The characters in the first six stories essentially remain the same and are the family and neighbours of this ten to twelve year old narrator. These stories are also “cross-referenced” through certain events and can be read together forming a “whole”, but each of them stands alone also, independent of the other five. The seventh, (Keerra) is not linked to the first six, has different characters, and appears to be placed in today’s Lahore, though also in the locality of “Model Town”.

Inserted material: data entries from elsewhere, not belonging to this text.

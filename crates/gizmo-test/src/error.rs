//! Test error types.

use thiserror::Error;

/// Errors raised while building requests or reading responses.
#[derive(Debug, Error)]
pub enum TestError {
    /// The request could not be built.
    #[error("request build error: {0}")]
    RequestBuild(String),

    /// The body is not valid UTF-8.
    #[error("body read error: {0}")]
    BodyRead(String),

    /// JSON serialization or deserialization failed.
    #[error("JSON error: {0}")]
    Json(#[from] serde_json::Error),

    /// A header name or value is invalid.
    #[error("invalid header: {0}")]
    InvalidHeader(String),
}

The subjects dealt with in this collection are socially sensitive and have not been written about very often in Urdu fiction. The confusion of pre-adolescence, for example, and how pre-adolescent boys explore their sexuality is something that the writer has approached very playfully but very realistically in “Failure”, the first one in the collection. While doing this he highlights the contradictions that most of us learn to live with as adults but which border on the hilarious when looked at from the point of view of a young boy. Reading this story, one is reminded of a similar but probably more nuanced and grim handling of the same subject by Saadat Hasan Manto in his “Dhuan”.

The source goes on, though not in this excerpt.